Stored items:
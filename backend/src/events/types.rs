//! Economic event types
//!
//! An [`EconomicEvent`] is an immutable value describing one macroeconomic
//! shock and the rate adjustments it applies while active. Scenario types at
//! the bottom of the module let a configuration force events at specific
//! years.
//!
//! # Design Principles
//!
//! 1. **Immutability**: aftermath variants are new values built with
//!    [`EconomicEvent::with_scaled_impacts`], never in-place edits
//! 2. **Rates are decimals**: every impact is a fraction (0.01 = one point)
//! 3. **Money is trillions**: deficit impacts use the same unit as debt and GDP

use serde::{Deserialize, Serialize};
use std::fmt;

/// Category of an economic event
///
/// Also used as the key of the generator's ongoing-event map, where each
/// category (slot) holds at most one active record.
#[derive(Debug, Clone, Copy, PartialEq, Eq, PartialOrd, Ord, Hash, Serialize, Deserialize)]
#[serde(rename_all = "snake_case")]
pub enum EventKind {
    WarStart,
    WarOngoing,
    WarEnd,
    Recession,
    Depression,
    EconomicBoom,
    NaturalDisaster,
    Pandemic,
    TechRevolution,
    EnergyCrisis,
    PeaceDividend,
    FinancialCrisis,
}

const WAR_SLOTS: &[EventKind] = &[EventKind::WarStart, EventKind::WarOngoing, EventKind::WarEnd];
const DOWNTURN_SLOTS: &[EventKind] = &[EventKind::Recession, EventKind::Depression];
const BOOM_SLOTS: &[EventKind] = &[
    EventKind::Recession,
    EventKind::Depression,
    EventKind::EconomicBoom,
];
const PEACE_SLOTS: &[EventKind] = &[
    EventKind::WarStart,
    EventKind::WarOngoing,
    EventKind::Recession,
    EventKind::Depression,
    EventKind::PeaceDividend,
];

impl EventKind {
    /// Human-readable label
    pub fn label(&self) -> &'static str {
        match self {
            EventKind::WarStart => "War Begins",
            EventKind::WarOngoing => "War Continues",
            EventKind::WarEnd => "War Ends",
            EventKind::Recession => "Economic Recession",
            EventKind::Depression => "Economic Depression",
            EventKind::EconomicBoom => "Economic Boom",
            EventKind::NaturalDisaster => "Natural Disaster",
            EventKind::Pandemic => "Global Pandemic",
            EventKind::TechRevolution => "Technological Revolution",
            EventKind::EnergyCrisis => "Energy Crisis",
            EventKind::PeaceDividend => "Peace Dividend",
            EventKind::FinancialCrisis => "Financial Crisis",
        }
    }

    /// Key under which a freshly created event of this kind is tracked
    ///
    /// A war starts as a `WarStart` event but is tracked in the `WarOngoing`
    /// slot until its aftermath moves it to `WarEnd`.
    pub fn slot(&self) -> EventKind {
        match self {
            EventKind::WarStart => EventKind::WarOngoing,
            other => *other,
        }
    }

    /// Slots that must all be empty before a new event of this kind may start
    ///
    /// Natural disasters are never gated.
    pub fn blocking_slots(&self) -> &'static [EventKind] {
        match self {
            EventKind::WarStart | EventKind::WarOngoing | EventKind::WarEnd => WAR_SLOTS,
            EventKind::Recession | EventKind::Depression => DOWNTURN_SLOTS,
            EventKind::EconomicBoom => BOOM_SLOTS,
            EventKind::PeaceDividend => PEACE_SLOTS,
            EventKind::NaturalDisaster => &[],
            EventKind::Pandemic => &[EventKind::Pandemic],
            EventKind::TechRevolution => &[EventKind::TechRevolution],
            EventKind::EnergyCrisis => &[EventKind::EnergyCrisis],
            EventKind::FinancialCrisis => &[EventKind::FinancialCrisis],
        }
    }

    /// Recession or depression
    pub fn is_downturn(&self) -> bool {
        matches!(self, EventKind::Recession | EventKind::Depression)
    }

    /// Boom or technological revolution
    pub fn is_expansion(&self) -> bool {
        matches!(self, EventKind::EconomicBoom | EventKind::TechRevolution)
    }

    /// Whether a scenario may force an event of this kind
    ///
    /// Wars are scheduled as `WarStart`; the later war phases only arise from
    /// the lifecycle itself.
    pub fn is_schedulable(&self) -> bool {
        !matches!(self, EventKind::WarOngoing | EventKind::WarEnd)
    }
}

impl fmt::Display for EventKind {
    fn fmt(&self, f: &mut fmt::Formatter<'_>) -> fmt::Result {
        f.write_str(self.label())
    }
}

/// Rate adjustments an event applies to one simulated year
#[derive(Debug, Clone, Copy, PartialEq, Default, Serialize, Deserialize)]
pub struct EventImpact {
    /// Additional deficit (trillions; negative reduces the deficit)
    pub deficit: f64,
    /// Added to the year's real GDP growth rate
    pub gdp_growth: f64,
    /// Added to the year's inflation rate
    pub inflation: f64,
    /// Added to the year's interest rate
    pub interest_rate: f64,
    /// Added to the year's population growth rate, when the event affects it
    #[serde(default, skip_serializing_if = "Option::is_none")]
    pub population_growth: Option<f64>,
}

impl EventImpact {
    /// Multiply every field (population included) by `factor`
    pub fn scaled(&self, factor: f64) -> Self {
        Self {
            deficit: self.deficit * factor,
            gdp_growth: self.gdp_growth * factor,
            inflation: self.inflation * factor,
            interest_rate: self.interest_rate * factor,
            population_growth: self.population_growth.map(|p| p * factor),
        }
    }
}

/// A macroeconomic event affecting one or more simulated years
#[derive(Debug, Clone, PartialEq, Serialize, Deserialize)]
pub struct EconomicEvent {
    pub kind: EventKind,
    pub name: String,
    pub description: String,
    pub impact: EventImpact,
    /// Years of full impact
    pub duration: u32,
    /// Years of reduced impact after the active phase
    pub aftermath_duration: u32,
    /// Impact scaling applied once the aftermath begins, in [0, 1]
    pub aftermath_multiplier: f64,
}

impl EconomicEvent {
    /// Copy of this event with the four rate deltas scaled by `multiplier`
    ///
    /// The population delta is left untouched.
    ///
    /// # Example
    /// ```
    /// use fiscal_simulator_core_rs::events::catalog;
    ///
    /// let peace = catalog::peace_dividend(&mut || 0.5);
    /// let aftermath = peace.with_scaled_impacts(peace.aftermath_multiplier);
    /// assert_eq!(aftermath.impact.deficit, peace.impact.deficit * 0.5);
    /// assert_eq!(peace.impact.deficit, -0.2);
    /// ```
    pub fn with_scaled_impacts(&self, multiplier: f64) -> Self {
        let mut impact = self.impact.scaled(multiplier);
        impact.population_growth = self.impact.population_growth;
        Self {
            impact,
            ..self.clone()
        }
    }

    /// Copy of this event carrying a different description
    pub fn with_description(&self, description: impl Into<String>) -> Self {
        Self {
            description: description.into(),
            ..self.clone()
        }
    }

    /// Active years plus aftermath years
    pub fn total_duration(&self) -> u32 {
        self.duration + self.aftermath_duration
    }

    /// Key identifying one event instance for description tracking
    pub fn instance_key(&self) -> String {
        format!("{}-{}", self.kind.label(), self.name)
    }
}

// ============================================================================
// Scenario scheduling
// ============================================================================

/// An event the configuration forces into the simulation
#[derive(Debug, Clone, PartialEq, Serialize, Deserialize)]
pub struct ScenarioEvent {
    pub kind: EventKind,
    /// Multiplier applied to the event's rate deltas (1.0 = catalog profile)
    #[serde(default = "default_severity")]
    pub severity: f64,
}

fn default_severity() -> f64 {
    1.0
}

/// When to inject a scenario event
#[derive(Debug, Clone, Copy, PartialEq, Serialize, Deserialize)]
#[serde(untagged)]
pub enum EventSchedule {
    /// Inject once at a specific year index
    OneTime { year: usize },

    /// Inject at regular intervals starting from `start_year`
    Repeating { start_year: usize, interval: usize },
}

impl EventSchedule {
    /// Check if this schedule fires at the given year index
    pub fn should_execute(&self, year: usize) -> bool {
        match self {
            EventSchedule::OneTime { year: event_year } => year == *event_year,
            EventSchedule::Repeating {
                start_year,
                interval,
            } => *interval > 0 && year >= *start_year && (year - start_year) % interval == 0,
        }
    }
}

/// A scenario event paired with its schedule
#[derive(Debug, Clone, PartialEq, Serialize, Deserialize)]
pub struct ScheduledEvent {
    pub event: ScenarioEvent,
    pub schedule: EventSchedule,
}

• **EXERCISE AIM**
Return each line among the entries that holds the word "struct".

• **TASK RESPONSE**
pub struct EventImpact {
pub struct EconomicEvent {
pub struct ScenarioEvent {
pub struct ScheduledEvent {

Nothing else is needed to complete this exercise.